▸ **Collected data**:
● ● ●

use std::{
    cell::{Cell, RefCell},
    collections::VecDeque,
    io,
    net::Ipv4Addr,
    rc::Rc,
};

use crate::{
    config::WifiCredentials,
    error::{RadioError, StorageError},
    platform::{Clock, Display, LinkStatus, SensorSource, Transport, UpdateStorage, WifiRadio},
    types::{BatteryStatus, DisplayState, SensorReading},
};

/// Virtual clock; `sleep_ms` advances time instead of blocking.
#[derive(Debug, Clone, Default)]
pub struct FakeClock {
    now: Rc<Cell<u64>>,
}

impl FakeClock {
    pub fn new() -> Self {
        Self::default()
    }

    pub fn now(&self) -> u64 {
        self.now.get()
    }

    pub fn advance(&self, ms: u64) {
        self.now.set(self.now.get() + ms);
    }
}

impl Clock for FakeClock {
    fn now_ms(&self) -> u64 {
        self.now.get()
    }

    fn sleep_ms(&self, ms: u64) {
        self.advance(ms.max(1));
    }
}

#[derive(Debug, Clone, Copy)]
pub struct Link(pub bool);

impl Link {
    pub const UP: Self = Self(true);
    pub const DOWN: Self = Self(false);
}

impl LinkStatus for Link {
    fn is_connected(&self) -> bool {
        self.0
    }
}

#[derive(Debug, Default)]
struct Exchange {
    refuse: bool,
    stay_open: bool,
    chunks: VecDeque<(u64, Vec<u8>)>,
}

#[derive(Debug, Default)]
struct TransportState {
    exchanges: VecDeque<Exchange>,
    active: Option<(u64, Exchange)>,
    requests: Vec<Vec<u8>>,
    connects: Vec<(String, u16)>,
    closes: usize,
}

/// Transport that replays one scripted exchange per `connect`. Each chunk is
/// released once the virtual clock reaches its offset from connect time. The
/// peer closes after the last chunk unless the exchange is held open.
#[derive(Debug, Clone)]
pub struct ScriptedTransport {
    clock: FakeClock,
    state: Rc<RefCell<TransportState>>,
}

impl ScriptedTransport {
    pub fn new(clock: &FakeClock) -> Self {
        let mut state = TransportState::default();
        state.exchanges.push_back(Exchange::default());
        Self {
            clock: clock.clone(),
            state: Rc::new(RefCell::new(state)),
        }
    }

    pub fn then(self) -> Self {
        self.state
            .borrow_mut()
            .exchanges
            .push_back(Exchange::default());
        self
    }

    pub fn respond_at(self, offset_ms: u64, bytes: &[u8]) -> Self {
        self.with_last(|exchange| exchange.chunks.push_back((offset_ms, bytes.to_vec())));
        self
    }

    /// Response head at offset 0 followed by `body` split into `chunk` byte
    /// pieces, one every `interval_ms`.
    pub fn respond_chunked(
        self,
        head: &[u8],
        body: &[u8],
        chunk: usize,
        interval_ms: u64,
    ) -> Self {
        let mut script = self.respond_at(0, head);
        for (index, piece) in body.chunks(chunk).enumerate() {
            script = script.respond_at(interval_ms * (index as u64 + 1), piece);
        }
        script
    }

    pub fn stay_open(self) -> Self {
        self.with_last(|exchange| exchange.stay_open = true);
        self
    }

    pub fn refuse_connect(self) -> Self {
        self.with_last(|exchange| exchange.refuse = true);
        self
    }

    pub fn log(&self) -> TransportLog {
        TransportLog {
            state: Rc::clone(&self.state),
        }
    }

    fn with_last(&self, apply: impl FnOnce(&mut Exchange)) {
        if let Some(exchange) = self.state.borrow_mut().exchanges.back_mut() {
            apply(exchange);
        }
    }
}

impl Transport for ScriptedTransport {
    fn connect(&mut self, host: &str, port: u16) -> io::Result<()> {
        let mut state = self.state.borrow_mut();
        state.connects.push((host.to_string(), port));

        let exchange = state.exchanges.pop_front().unwrap_or(Exchange {
            refuse: true,
            ..Exchange::default()
        });
        if exchange.refuse {
            return Err(io::Error::from(io::ErrorKind::ConnectionRefused));
        }

        state.requests.push(Vec::new());
        state.active = Some((self.clock.now(), exchange));
        Ok(())
    }

    fn write(&mut self, bytes: &[u8]) -> io::Result<()> {
        let mut state = self.state.borrow_mut();
        if state.active.is_none() {
            return Err(io::Error::from(io::ErrorKind::NotConnected));
        }
        if let Some(request) = state.requests.last_mut() {
            request.extend_from_slice(bytes);
        }
        Ok(())
    }

    fn read_available(&mut self, buf: &mut [u8]) -> usize {
        let now = self.clock.now();
        let mut state = self.state.borrow_mut();
        let Some((opened_at, exchange)) = state.active.as_mut() else {
            return 0;
        };

        let Some((offset, chunk)) = exchange.chunks.front_mut() else {
            return 0;
        };
        if *opened_at + *offset > now {
            return 0;
        }

        let count = chunk.len().min(buf.len());
        buf[..count].copy_from_slice(&chunk[..count]);
        chunk.drain(..count);
        if chunk.is_empty() {
            exchange.chunks.pop_front();
        }
        count
    }

    fn is_connected(&self) -> bool {
        self.state
            .borrow()
            .active
            .as_ref()
            .is_some_and(|(_, exchange)| exchange.stay_open || !exchange.chunks.is_empty())
    }

    fn close(&mut self) {
        let mut state = self.state.borrow_mut();
        state.active = None;
        state.closes += 1;
    }
}

#[derive(Debug, Clone)]
pub struct TransportLog {
    state: Rc<RefCell<TransportState>>,
}

impl TransportLog {
    pub fn requests(&self) -> Vec<String> {
        self.state
            .borrow()
            .requests
            .iter()
            .map(|request| String::from_utf8_lossy(request).into_owned())
            .collect()
    }

    pub fn written_text(&self) -> String {
        self.requests().concat()
    }

    pub fn connected_to(&self) -> Vec<(String, u16)> {
        self.state.borrow().connects.clone()
    }

    pub fn close_count(&self) -> usize {
        self.state.borrow().closes
    }

    pub fn is_open(&self) -> bool {
        self.state.borrow().active.is_some()
    }
}

#[derive(Debug)]
pub struct RadioState {
    /// Begin calls that fail to ever associate before one succeeds.
    pub dead_begins: usize,
    pub associate_after_polls: u32,
    pub address_after_polls: u32,
    pub begin_error: bool,
    pub begins: Vec<WifiCredentials>,
    pub disconnects: u32,
    associated: bool,
    assoc_polls: u32,
    addr_polls: u32,
    active: bool,
}

impl Default for RadioState {
    fn default() -> Self {
        Self {
            dead_begins: 0,
            associate_after_polls: 2,
            address_after_polls: 1,
            begin_error: false,
            begins: Vec::new(),
            disconnects: 0,
            associated: false,
            assoc_polls: 0,
            addr_polls: 0,
            active: false,
        }
    }
}

/// Radio that associates after a number of status polls and receives an
/// address after a further number of address polls.
#[derive(Debug, Clone, Default)]
pub struct FakeRadio {
    state: Rc<RefCell<RadioState>>,
}

impl FakeRadio {
    pub fn new() -> Self {
        Self::default()
    }

    pub fn never_associates() -> Self {
        let radio = Self::new();
        radio.state.borrow_mut().dead_begins = usize::MAX;
        radio
    }

    pub fn configure(&self, apply: impl FnOnce(&mut RadioState)) {
        apply(&mut self.state.borrow_mut());
    }

    pub fn state(&self) -> std::cell::Ref<'_, RadioState> {
        self.state.borrow()
    }

    pub fn force_up(&self) {
        let mut state = self.state.borrow_mut();
        state.active = true;
        state.associated = true;
        state.addr_polls = state.address_after_polls;
    }

    pub fn drop_link(&self) {
        let mut state = self.state.borrow_mut();
        state.associated = false;
        state.active = false;
    }

    pub fn begin_count(&self) -> usize {
        self.state.borrow().begins.len()
    }

    pub fn disconnect_count(&self) -> u32 {
        self.state.borrow().disconnects
    }
}

impl WifiRadio for FakeRadio {
    fn begin(&mut self, credentials: &WifiCredentials) -> Result<(), RadioError> {
        let mut state = self.state.borrow_mut();
        if state.begin_error {
            return Err(RadioError("driver rejected credentials".to_string()));
        }
        state.begins.push(credentials.clone());
        state.active = state.begins.len() > state.dead_begins;
        state.associated = false;
        state.assoc_polls = 0;
        state.addr_polls = 0;
        Ok(())
    }

    fn disconnect(&mut self) {
        let mut state = self.state.borrow_mut();
        state.disconnects += 1;
        state.associated = false;
        state.active = false;
    }

    fn is_associated(&self) -> bool {
        let mut state = self.state.borrow_mut();
        if state.active && !state.associated {
            state.assoc_polls += 1;
            state.associated = state.assoc_polls >= state.associate_after_polls;
        }
        state.associated
    }

    fn local_ip(&self) -> Option<Ipv4Addr> {
        let mut state = self.state.borrow_mut();
        if !state.associated {
            return None;
        }
        if state.addr_polls < state.address_after_polls {
            state.addr_polls += 1;
            return None;
        }
        Some(Ipv4Addr::new(192, 168, 1, 50))
    }

    fn rssi(&self) -> Option<i8> {
        self.state.borrow().associated.then_some(-58)
    }
}

#[derive(Debug, Clone, Default)]
pub struct RecordingDisplay {
    states: Rc<RefCell<Vec<DisplayState>>>,
}

impl RecordingDisplay {
    pub fn new() -> Self {
        Self::default()
    }

    pub fn states(&self) -> Vec<DisplayState> {
        self.states.borrow().clone()
    }

    pub fn last(&self) -> Option<DisplayState> {
        self.states.borrow().last().copied()
    }

    pub fn progress(&self) -> Vec<u8> {
        self.states
            .borrow()
            .iter()
            .filter_map(|state| match state {
                DisplayState::UpdateProgress(pct) => Some(*pct),
                _ => None,
            })
            .collect()
    }
}

impl Display for RecordingDisplay {
    fn show(&self, state: DisplayState) {
        self.states.borrow_mut().push(state);
    }
}

#[derive(Debug, Clone, PartialEq, Eq)]
pub enum StorageEvent {
    Open(u32),
    Write(usize),
    Commit,
    Abort,
    Apply,
}

#[derive(Debug, Default)]
struct StorageState {
    events: Vec<StorageEvent>,
    data: Vec<u8>,
    accept_limit: Option<usize>,
    fail_open: bool,
    fail_commit: bool,
}

#[derive(Debug, Clone, Default)]
pub struct MemoryStorage {
    state: Rc<RefCell<StorageState>>,
}

impl MemoryStorage {
    pub fn new() -> Self {
        Self::default()
    }

    pub fn failing_open() -> Self {
        let storage = Self::new();
        storage.state.borrow_mut().fail_open = true;
        storage
    }

    pub fn failing_commit() -> Self {
        let storage = Self::new();
        storage.state.borrow_mut().fail_commit = true;
        storage
    }

    /// Every write accepts at most `limit` bytes.
    pub fn short_writes(limit: usize) -> Self {
        let storage = Self::new();
        storage.state.borrow_mut().accept_limit = Some(limit);
        storage
    }

    pub fn events(&self) -> Vec<StorageEvent> {
        self.state.borrow().events.clone()
    }

    pub fn data(&self) -> Vec<u8> {
        self.state.borrow().data.clone()
    }

    pub fn count(&self, event: &StorageEvent) -> usize {
        self.state
            .borrow()
            .events
            .iter()
            .filter(|recorded| *recorded == event)
            .count()
    }

    pub fn opened(&self) -> bool {
        self.state
            .borrow()
            .events
            .iter()
            .any(|event| matches!(event, StorageEvent::Open(_)))
    }
}

impl UpdateStorage for MemoryStorage {
    fn open(&mut self, size: u32) -> Result<(), StorageError> {
        let mut state = self.state.borrow_mut();
        state.events.push(StorageEvent::Open(size));
        if state.fail_open {
            return Err(StorageError("no update partition".to_string()));
        }
        state.data.clear();
        Ok(())
    }

    fn write(&mut self, bytes: &[u8]) -> usize {
        let mut state = self.state.borrow_mut();
        let accepted = state.accept_limit.map_or(bytes.len(), |limit| limit.min(bytes.len()));
        state.data.extend_from_slice(&bytes[..accepted]);
        state.events.push(StorageEvent::Write(accepted));
        accepted
    }

    fn commit(&mut self) -> Result<(), StorageError> {
        let mut state = self.state.borrow_mut();
        state.events.push(StorageEvent::Commit);
        if state.fail_commit {
            return Err(StorageError("image validation failed".to_string()));
        }
        Ok(())
    }

    fn abort(&mut self) {
        self.state.borrow_mut().events.push(StorageEvent::Abort);
    }

    fn apply(&mut self) {
        self.state.borrow_mut().events.push(StorageEvent::Apply);
    }
}

#[derive(Debug, Clone)]
pub struct FixedSensors {
    reading: SensorReading,
}

impl FixedSensors {
    pub fn new(reading: SensorReading) -> Self {
        Self { reading }
    }
}

impl SensorSource for FixedSensors {
    fn temperature_c(&mut self) -> Option<f32> {
        self.reading.temperature_c
    }

    fn humidity(&mut self) -> Option<f32> {
        self.reading.humidity
    }

    fn battery(&mut self) -> Option<BatteryStatus> {
        self.reading.battery
    }
}
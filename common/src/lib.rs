pub mod config;
pub mod connectivity;
pub mod error;
pub mod http;
pub mod identity;
pub mod manifest;
pub mod node;
pub mod ota;
pub mod panel;
pub mod platform;
pub mod reporter;
pub mod retry;
pub mod routes;
pub mod scheduler;
pub mod transport;
pub mod types;
pub mod uplink;

#[cfg(test)]
pub(crate) mod testing;

pub use config::{DeviceContext, NodeConfig, WifiCredentials, FIRMWARE_VERSION, MODEL_TYPE};
pub use connectivity::ConnectivityManager;
pub use error::{HttpError, RadioError, StorageError, UpdateError};
pub use http::{HttpClient, HttpRequest, HttpResponse};
pub use manifest::FirmwareManifest;
pub use node::{Node, NodeControl};
pub use ota::{StorageSession, UpdateOrchestrator, UpdateOutcome};
pub use panel::{NodeStatus, ReadingView, WifiSettingsUpdate, WifiSettingsView};
pub use platform::{
    Clock, CredentialStore, Display, LinkStatus, LogDisplay, SensorSource, SystemClock, Transport,
    UpdateStorage, WifiRadio,
};
pub use reporter::Reporter;
pub use retry::{Backoff, FixedBackoff, NoBackoff, RetryPolicy};
pub use routes::*;
pub use scheduler::{NodeAction, NodeScheduler};
pub use transport::TcpTransport;
pub use types::{
    BatteryCurve, BatteryStatus, ConnectionState, DisplayState, DownloadProgress, SensorReading,
    UpdateState,
};
pub use uplink::Uplink;
pub const API_REGISTER_ROUTE: &str = "/api/device/register";
pub const API_DATA_ROUTE: &str = "/api/devices/readings";
pub const API_FIRMWARE_CHECK_ROUTE: &str = "/api/firmware/check";
pub const API_FIRMWARE_DOWNLOAD_ROUTE: &str = "/api/firmware/download";

/// Appends `params` to `path` as a query string, percent-encoding every
/// value byte outside the unreserved set.
pub fn with_query(path: &str, params: &[(&str, &str)]) -> String {
    let mut out = String::with_capacity(path.len() + 64);
    out.push_str(path);

    for (index, (key, value)) in params.iter().enumerate() {
        out.push(if index == 0 && !path.contains('?') {
            '?'
        } else {
            '&'
        });
        encode_into(&mut out, key);
        out.push('=');
        encode_into(&mut out, value);
    }

    out
}

fn encode_into(out: &mut String, value: &str) {
    for byte in value.bytes() {
        if byte.is_ascii_alphanumeric() || matches!(byte, b'-' | b'_' | b'.' | b'~') {
            out.push(byte as char);
        } else {
            out.push('%');
            out.push(char::from(HEX[(byte >> 4) as usize]));
            out.push(char::from(HEX[(byte & 0x0f) as usize]));
        }
    }
}

const HEX: &[u8; 16] = b"0123456789ABCDEF";

#[cfg(test)]
mod tests {
    use super::*;

    #[test]
    fn builds_firmware_check_query() {
        let path = with_query(
            API_FIRMWARE_CHECK_ROUTE,
            &[
                ("deviceId", "a1b2c3d4e5f6"),
                ("currentVersion", "0.1.0"),
                ("modelType", "ESP32_C3_DHT22"),
            ],
        );

        assert_eq!(
            path,
            "/api/firmware/check?deviceId=a1b2c3d4e5f6&currentVersion=0.1.0&modelType=ESP32_C3_DHT22"
        );
    }

    #[test]
    fn escapes_reserved_characters() {
        assert_eq!(with_query("/x", &[("v", "1.2 beta&b")]), "/x?v=1.2%20beta%26b");
        assert_eq!(with_query("/x?a=1", &[("b", "2")]), "/x?a=1&b=2");
    }
}
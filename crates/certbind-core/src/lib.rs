//! Identifier types shared by the certbind crates.
//!
//! Every identifier parses from and formats to its canonical string form, and
//! the two directions round-trip.

pub mod error;
pub mod key_vault;
mod resource_id;
pub mod web_pubsub;

pub use error::{IdError, Result};
pub use key_vault::{
    CERTIFICATES, KeyVaultId, NestedItemId, validate_nested_item_id,
    validate_nested_item_id_with_optional_version,
};
pub use web_pubsub::{
    CustomCertificateId, WebPubSubId, validate_custom_certificate_id, validate_web_pubsub_id,
};
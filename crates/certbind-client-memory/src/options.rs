use std::time::Duration;

/// What the in-memory control plane answers when deleting an absent certificate.
#[derive(Debug, Clone, Copy, PartialEq, Eq, Default)]
pub enum MissingDelete {
    /// Succeed, as Azure Resource Manager does with `204 No Content`.
    #[default]
    Succeed,
    /// Fail with `ApiError::NotFound`.
    NotFound,
}

/// Behaviour knobs for [`InMemoryWebPubSub`](crate::InMemoryWebPubSub).
#[derive(Debug, Clone)]
pub struct ClientOptions {
    /// Delay between two polls of a long-running operation.
    pub poll_interval: Duration,
    /// Number of polls before a long-running operation reaches a terminal state.
    pub polls_until_complete: u32,
    /// Delay before every call is served, to simulate a slow control plane.
    pub latency: Duration,
    pub missing_delete: MissingDelete,
}

impl Default for ClientOptions {
    fn default() -> Self {
        Self {
            poll_interval: Duration::from_millis(5),
            polls_until_complete: 2,
            latency: Duration::ZERO,
            missing_delete: MissingDelete::default(),
        }
    }
}

impl ClientOptions {
    /// Options that complete long-running operations on the first poll.
    pub fn immediate() -> Self {
        Self {
            poll_interval: Duration::ZERO,
            polls_until_complete: 0,
            ..Self::default()
        }
    }
}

● ● ●

▸ **Task statement**: What you return must be an exact retyping of the lines above starting at the line with "pub use routes::*;" and ending at the line with "fn encode_into(out: &mut", and nothing besides.

▸ **Task solution**:
pub use routes::*;
pub use scheduler::{NodeAction, NodeScheduler};
pub use transport::TcpTransport;
pub use types::{
    BatteryCurve, BatteryStatus, ConnectionState, DisplayState, DownloadProgress, SensorReading,
    UpdateState,
};
pub use uplink::Uplink;
pub const API_REGISTER_ROUTE: &str = "/api/device/register";
pub const API_DATA_ROUTE: &str = "/api/devices/readings";
pub const API_FIRMWARE_CHECK_ROUTE: &str = "/api/firmware/check";
pub const API_FIRMWARE_DOWNLOAD_ROUTE: &str = "/api/firmware/download";

/// Appends `params` to `path` as a query string, percent-encoding every
/// value byte outside the unreserved set.
pub fn with_query(path: &str, params: &[(&str, &str)]) -> String {
    let mut out = String::with_capacity(path.len() + 64);
    out.push_str(path);

    for (index, (key, value)) in params.iter().enumerate() {
        out.push(if index == 0 && !path.contains('?') {
            '?'
        } else {
            '&'
        });
        encode_into(&mut out, key);
        out.push('=');
        encode_into(&mut out, value);
    }

    out
}

fn encode_into(out: &mut String, value: &str) {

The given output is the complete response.